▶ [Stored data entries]
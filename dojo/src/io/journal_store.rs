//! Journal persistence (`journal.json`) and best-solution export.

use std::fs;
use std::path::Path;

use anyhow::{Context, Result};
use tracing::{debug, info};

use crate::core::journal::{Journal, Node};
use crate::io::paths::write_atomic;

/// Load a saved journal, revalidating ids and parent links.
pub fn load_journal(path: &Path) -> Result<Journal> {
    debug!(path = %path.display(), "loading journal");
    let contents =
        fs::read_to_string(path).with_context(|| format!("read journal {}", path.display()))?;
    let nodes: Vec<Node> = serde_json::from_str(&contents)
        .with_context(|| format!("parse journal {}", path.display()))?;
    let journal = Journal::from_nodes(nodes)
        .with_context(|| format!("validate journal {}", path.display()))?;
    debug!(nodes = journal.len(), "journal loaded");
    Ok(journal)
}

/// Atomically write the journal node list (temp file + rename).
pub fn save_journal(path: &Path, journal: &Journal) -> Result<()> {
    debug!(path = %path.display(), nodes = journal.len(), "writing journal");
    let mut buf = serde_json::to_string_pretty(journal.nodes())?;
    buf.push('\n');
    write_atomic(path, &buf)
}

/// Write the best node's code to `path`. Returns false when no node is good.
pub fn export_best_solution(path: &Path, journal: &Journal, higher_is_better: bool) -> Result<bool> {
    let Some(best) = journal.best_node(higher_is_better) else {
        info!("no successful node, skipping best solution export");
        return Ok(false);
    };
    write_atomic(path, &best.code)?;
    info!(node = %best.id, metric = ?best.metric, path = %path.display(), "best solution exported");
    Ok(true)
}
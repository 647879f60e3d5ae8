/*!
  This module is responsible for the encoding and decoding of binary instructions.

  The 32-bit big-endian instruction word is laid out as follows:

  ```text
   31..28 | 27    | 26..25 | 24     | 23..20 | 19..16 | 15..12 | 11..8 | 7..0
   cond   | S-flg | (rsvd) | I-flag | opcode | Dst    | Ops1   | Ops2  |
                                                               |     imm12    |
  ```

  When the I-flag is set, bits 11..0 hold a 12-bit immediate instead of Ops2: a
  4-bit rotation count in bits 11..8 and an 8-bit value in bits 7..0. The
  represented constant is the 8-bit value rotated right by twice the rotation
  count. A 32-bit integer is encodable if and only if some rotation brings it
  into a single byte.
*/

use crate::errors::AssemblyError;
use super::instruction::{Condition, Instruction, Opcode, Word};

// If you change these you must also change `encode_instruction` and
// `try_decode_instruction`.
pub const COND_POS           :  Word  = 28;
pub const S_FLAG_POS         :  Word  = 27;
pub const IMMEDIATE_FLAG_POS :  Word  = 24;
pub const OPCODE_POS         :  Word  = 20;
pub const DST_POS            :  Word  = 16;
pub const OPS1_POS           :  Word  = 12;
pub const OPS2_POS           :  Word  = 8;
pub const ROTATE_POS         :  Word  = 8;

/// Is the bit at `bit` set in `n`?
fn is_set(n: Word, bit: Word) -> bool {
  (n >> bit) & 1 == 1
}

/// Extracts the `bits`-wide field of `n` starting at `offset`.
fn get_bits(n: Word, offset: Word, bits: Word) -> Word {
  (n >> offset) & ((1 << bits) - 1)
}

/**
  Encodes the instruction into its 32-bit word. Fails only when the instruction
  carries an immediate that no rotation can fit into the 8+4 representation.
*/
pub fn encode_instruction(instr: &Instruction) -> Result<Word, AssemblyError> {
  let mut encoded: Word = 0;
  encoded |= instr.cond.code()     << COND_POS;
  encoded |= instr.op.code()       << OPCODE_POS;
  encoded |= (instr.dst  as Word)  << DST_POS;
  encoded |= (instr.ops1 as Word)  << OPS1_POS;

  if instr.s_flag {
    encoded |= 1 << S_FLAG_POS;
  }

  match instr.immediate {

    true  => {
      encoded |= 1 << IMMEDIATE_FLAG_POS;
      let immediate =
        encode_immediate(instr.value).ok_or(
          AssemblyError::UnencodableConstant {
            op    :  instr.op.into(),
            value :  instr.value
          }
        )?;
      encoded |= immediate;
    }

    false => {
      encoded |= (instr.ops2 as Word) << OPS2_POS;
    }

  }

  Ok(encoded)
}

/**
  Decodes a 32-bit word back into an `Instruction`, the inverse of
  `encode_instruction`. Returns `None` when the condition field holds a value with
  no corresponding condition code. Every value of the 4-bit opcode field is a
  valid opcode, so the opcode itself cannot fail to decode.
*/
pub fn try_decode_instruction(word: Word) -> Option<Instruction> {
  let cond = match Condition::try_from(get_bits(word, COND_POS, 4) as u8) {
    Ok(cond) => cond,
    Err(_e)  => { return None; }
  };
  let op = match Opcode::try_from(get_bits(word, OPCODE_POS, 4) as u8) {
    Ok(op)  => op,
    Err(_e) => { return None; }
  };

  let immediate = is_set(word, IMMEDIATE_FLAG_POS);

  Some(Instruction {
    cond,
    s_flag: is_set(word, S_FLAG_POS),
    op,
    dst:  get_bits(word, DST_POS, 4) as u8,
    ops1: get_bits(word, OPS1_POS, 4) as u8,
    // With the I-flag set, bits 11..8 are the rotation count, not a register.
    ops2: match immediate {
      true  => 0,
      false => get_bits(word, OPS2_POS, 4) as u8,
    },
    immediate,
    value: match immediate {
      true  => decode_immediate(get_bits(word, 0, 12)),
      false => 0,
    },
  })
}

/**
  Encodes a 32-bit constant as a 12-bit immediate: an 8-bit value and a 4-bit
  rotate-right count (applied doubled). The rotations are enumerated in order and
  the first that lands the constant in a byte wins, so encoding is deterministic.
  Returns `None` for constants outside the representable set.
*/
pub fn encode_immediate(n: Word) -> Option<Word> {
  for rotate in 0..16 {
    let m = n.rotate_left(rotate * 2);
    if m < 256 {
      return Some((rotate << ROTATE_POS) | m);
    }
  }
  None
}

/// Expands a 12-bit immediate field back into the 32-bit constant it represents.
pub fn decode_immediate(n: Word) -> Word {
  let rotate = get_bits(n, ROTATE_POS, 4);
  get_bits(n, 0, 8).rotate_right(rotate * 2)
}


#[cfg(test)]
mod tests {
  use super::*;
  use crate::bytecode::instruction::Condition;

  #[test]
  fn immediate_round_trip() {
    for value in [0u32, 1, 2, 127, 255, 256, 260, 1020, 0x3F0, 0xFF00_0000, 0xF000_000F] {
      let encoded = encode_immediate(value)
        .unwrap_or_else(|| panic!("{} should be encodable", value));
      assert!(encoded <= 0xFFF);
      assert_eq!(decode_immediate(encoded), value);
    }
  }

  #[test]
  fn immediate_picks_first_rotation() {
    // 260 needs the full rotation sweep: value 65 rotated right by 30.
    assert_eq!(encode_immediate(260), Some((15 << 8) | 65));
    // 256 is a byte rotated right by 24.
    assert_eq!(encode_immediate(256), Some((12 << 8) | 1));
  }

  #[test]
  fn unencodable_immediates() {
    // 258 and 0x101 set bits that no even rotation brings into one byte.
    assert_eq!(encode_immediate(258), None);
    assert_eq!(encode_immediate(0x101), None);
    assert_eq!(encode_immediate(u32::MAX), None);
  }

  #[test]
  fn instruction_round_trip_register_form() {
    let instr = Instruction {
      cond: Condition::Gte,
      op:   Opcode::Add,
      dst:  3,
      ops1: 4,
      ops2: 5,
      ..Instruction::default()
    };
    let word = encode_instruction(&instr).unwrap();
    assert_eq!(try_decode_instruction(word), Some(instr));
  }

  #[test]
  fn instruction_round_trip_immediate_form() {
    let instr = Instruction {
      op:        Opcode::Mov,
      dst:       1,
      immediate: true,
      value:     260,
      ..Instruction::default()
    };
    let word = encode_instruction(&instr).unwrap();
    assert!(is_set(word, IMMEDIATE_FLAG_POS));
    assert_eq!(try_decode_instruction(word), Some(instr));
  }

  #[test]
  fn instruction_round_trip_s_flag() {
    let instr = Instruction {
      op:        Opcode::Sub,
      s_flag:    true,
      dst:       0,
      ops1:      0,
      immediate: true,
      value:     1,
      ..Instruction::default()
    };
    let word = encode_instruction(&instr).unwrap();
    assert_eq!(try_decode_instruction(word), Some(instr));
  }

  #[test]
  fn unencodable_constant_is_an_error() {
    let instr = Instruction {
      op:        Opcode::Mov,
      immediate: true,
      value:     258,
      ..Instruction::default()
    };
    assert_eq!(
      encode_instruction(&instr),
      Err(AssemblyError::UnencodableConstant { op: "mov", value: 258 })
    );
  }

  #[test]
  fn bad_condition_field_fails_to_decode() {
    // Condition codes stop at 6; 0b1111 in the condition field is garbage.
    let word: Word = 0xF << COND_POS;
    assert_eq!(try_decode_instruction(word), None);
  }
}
---
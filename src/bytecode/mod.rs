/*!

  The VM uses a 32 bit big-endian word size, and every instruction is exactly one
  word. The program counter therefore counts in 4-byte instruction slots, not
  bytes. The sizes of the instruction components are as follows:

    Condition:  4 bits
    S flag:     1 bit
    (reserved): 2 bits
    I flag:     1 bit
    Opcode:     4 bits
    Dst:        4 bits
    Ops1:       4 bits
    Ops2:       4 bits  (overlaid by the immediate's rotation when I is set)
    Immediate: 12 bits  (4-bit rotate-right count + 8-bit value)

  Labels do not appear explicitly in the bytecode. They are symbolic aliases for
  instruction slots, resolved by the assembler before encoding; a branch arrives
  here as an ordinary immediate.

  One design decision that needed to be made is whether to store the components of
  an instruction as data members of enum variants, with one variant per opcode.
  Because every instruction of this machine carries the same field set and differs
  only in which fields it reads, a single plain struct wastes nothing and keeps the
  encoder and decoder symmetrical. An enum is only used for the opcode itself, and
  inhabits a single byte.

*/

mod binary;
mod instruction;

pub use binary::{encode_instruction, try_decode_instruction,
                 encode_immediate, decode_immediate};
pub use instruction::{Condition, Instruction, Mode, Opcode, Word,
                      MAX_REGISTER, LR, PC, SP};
==
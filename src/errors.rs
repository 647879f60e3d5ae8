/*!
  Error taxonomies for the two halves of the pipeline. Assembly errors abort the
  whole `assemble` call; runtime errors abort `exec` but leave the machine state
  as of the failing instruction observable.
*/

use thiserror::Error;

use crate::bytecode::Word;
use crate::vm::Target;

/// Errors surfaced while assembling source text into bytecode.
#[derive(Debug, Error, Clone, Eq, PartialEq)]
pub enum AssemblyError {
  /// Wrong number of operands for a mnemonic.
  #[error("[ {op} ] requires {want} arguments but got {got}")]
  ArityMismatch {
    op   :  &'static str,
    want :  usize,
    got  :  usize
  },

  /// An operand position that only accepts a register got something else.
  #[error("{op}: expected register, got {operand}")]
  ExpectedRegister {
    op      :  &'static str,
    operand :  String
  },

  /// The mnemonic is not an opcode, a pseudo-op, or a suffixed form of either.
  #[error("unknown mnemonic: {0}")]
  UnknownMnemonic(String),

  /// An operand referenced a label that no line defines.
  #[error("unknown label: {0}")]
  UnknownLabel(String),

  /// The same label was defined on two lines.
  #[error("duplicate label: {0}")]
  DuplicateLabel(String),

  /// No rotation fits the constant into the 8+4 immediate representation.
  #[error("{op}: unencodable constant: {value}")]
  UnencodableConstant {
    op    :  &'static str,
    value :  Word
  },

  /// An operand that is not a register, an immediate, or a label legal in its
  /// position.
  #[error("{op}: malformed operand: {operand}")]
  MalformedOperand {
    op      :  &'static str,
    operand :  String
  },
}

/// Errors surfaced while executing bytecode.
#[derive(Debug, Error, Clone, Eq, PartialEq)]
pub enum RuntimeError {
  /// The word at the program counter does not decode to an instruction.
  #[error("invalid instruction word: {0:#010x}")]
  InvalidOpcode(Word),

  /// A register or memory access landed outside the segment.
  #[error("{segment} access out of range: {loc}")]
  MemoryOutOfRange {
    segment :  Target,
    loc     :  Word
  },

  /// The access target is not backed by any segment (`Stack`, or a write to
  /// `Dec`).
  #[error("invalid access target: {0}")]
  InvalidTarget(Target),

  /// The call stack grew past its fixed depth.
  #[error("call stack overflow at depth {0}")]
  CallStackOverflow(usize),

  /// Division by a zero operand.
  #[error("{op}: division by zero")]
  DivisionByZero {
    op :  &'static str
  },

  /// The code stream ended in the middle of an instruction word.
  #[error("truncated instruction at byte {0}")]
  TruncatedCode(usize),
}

▶ [THE TASK] Lines that hold the word "components" are the ones to copy from the entries above.

▶ [PROBLEM SOLUTION]
  bytes. The sizes of the instruction components are as follows:
  One design decision that needed to be made is whether to store the components of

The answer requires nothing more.